Long before Twin Peaks or Mulholland Drive, Lynch identified himself as a painter. His canvases—raw, tactile, and psychologically charged—operate as sites of disturbance rather than representation. Figures dissolve into matter, words become wounds, and surfaces bear scars of scraping, staining, and erasure. These works do not illustrate ideas; they emit states—fear, erotic tension, menace, and dark humor.
At Pace Berlin, the paintings are shown alongside watercolors, photographs, and sculptural light works, creating an environment rather than a conventional hang. Lynch’s upright lamp sculptures—industrial, totemic, faintly anthropomorphic—cast unstable light that transforms the gallery into a cinematic threshold. They echo his obsession with illumination not as clarity, but as exposure: light that reveals too much.
A series of photographs taken by Lynch in Berlin in the late 1990s adds a documentary counterpoint. Depicting abandoned factories and decaying urban structures, these images resonate with the same desolate beauty found in his films—spaces where something has happened, or is about to. The city appears not as location, but as psyche.

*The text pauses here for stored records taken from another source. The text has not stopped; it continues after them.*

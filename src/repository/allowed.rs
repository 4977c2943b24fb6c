use crate::models::{AllowedSubstitute, ApprovedPortion};

/// Clinician-approved substitutes, keyed by (patient, original food).
pub trait AllowedSubstituteStore {
    fn get(&self, patient_id: &str, original_food_id: &str) -> Vec<ApprovedPortion>;

    /// Add `approved`, replacing an entry for the same substitute food.
    fn add(&mut self, patient_id: &str, original_food_id: &str, approved: ApprovedPortion);

    /// Returns whether an entry was removed.
    fn remove(
        &mut self,
        patient_id: &str,
        original_food_id: &str,
        substitute_food_id: &str,
    ) -> bool;
}

/// Linear in-memory store. Not synchronized; one writer per patient session.
#[derive(Debug, Clone, Default)]
pub struct InMemoryAllowedSubstitutes {
    entries: Vec<AllowedSubstitute>,
}

impl InMemoryAllowedSubstitutes {
    pub fn new(entries: Vec<AllowedSubstitute>) -> Self {
        Self { entries }
    }

    pub fn entries(&self) -> &[AllowedSubstitute] {
        &self.entries
    }

    fn entry(&self, patient_id: &str, original_food_id: &str) -> Option<&AllowedSubstitute> {
        self.entries
            .iter()
            .find(|e| e.patient_id == patient_id && e.original_food_id == original_food_id)
    }
}

impl AllowedSubstituteStore for InMemoryAllowedSubstitutes {
    fn get(&self, patient_id: &str, original_food_id: &str) -> Vec<ApprovedPortion> {
        self.entry(patient_id, original_food_id)
            .map(|e| e.substitutes.clone())
            .unwrap_or_default()
    }

    fn add(&mut self, patient_id: &str, original_food_id: &str, approved: ApprovedPortion) {
        let position = self
            .entries
            .iter()
            .position(|e| e.patient_id == patient_id && e.original_food_id == original_food_id);
        let entry = match position {
            Some(i) => &mut self.entries[i],
            None => {
                self.entries.push(AllowedSubstitute::new(patient_id, original_food_id));
                let last = self.entries.len() - 1;
                &mut self.entries[last]
            }
        };
        entry.upsert(approved);
    }

    fn remove(
        &mut self,
        patient_id: &str,
        original_food_id: &str,
        substitute_food_id: &str,
    ) -> bool {
        let Some(entry) = self
            .entries
            .iter_mut()
            .find(|e| e.patient_id == patient_id && e.original_food_id == original_food_id)
        else {
            return false;
        };
        let removed = entry.remove(substitute_food_id);
        self.entries.retain(|e| !e.substitutes.is_empty());
        removed
    }
}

What emerges from the exhibition is a portrait of an artist deeply committed to the materiality of dread. Lynch’s paintings reject polish and coherence. Instead, they insist on the irrational, the grotesque, and the unresolved. Text often appears embedded in the image, not to explain but to accuse, whisper, or mock.
Shown in Pace’s former gas station in Berlin—a space already charged with industrial memory—the exhibition feels uncannily at home. It positions Lynch not simply as a filmmaker who painted, but as a visual artist whose entire oeuvre, across media, was driven by the same relentless inquiry into the darkness beneath everyday surfaces.
For Berlin, a city marked by history, fracture, and reinvention, Lynch’s work lands with particular force: unsettling, intimate, and profoundly unresolved.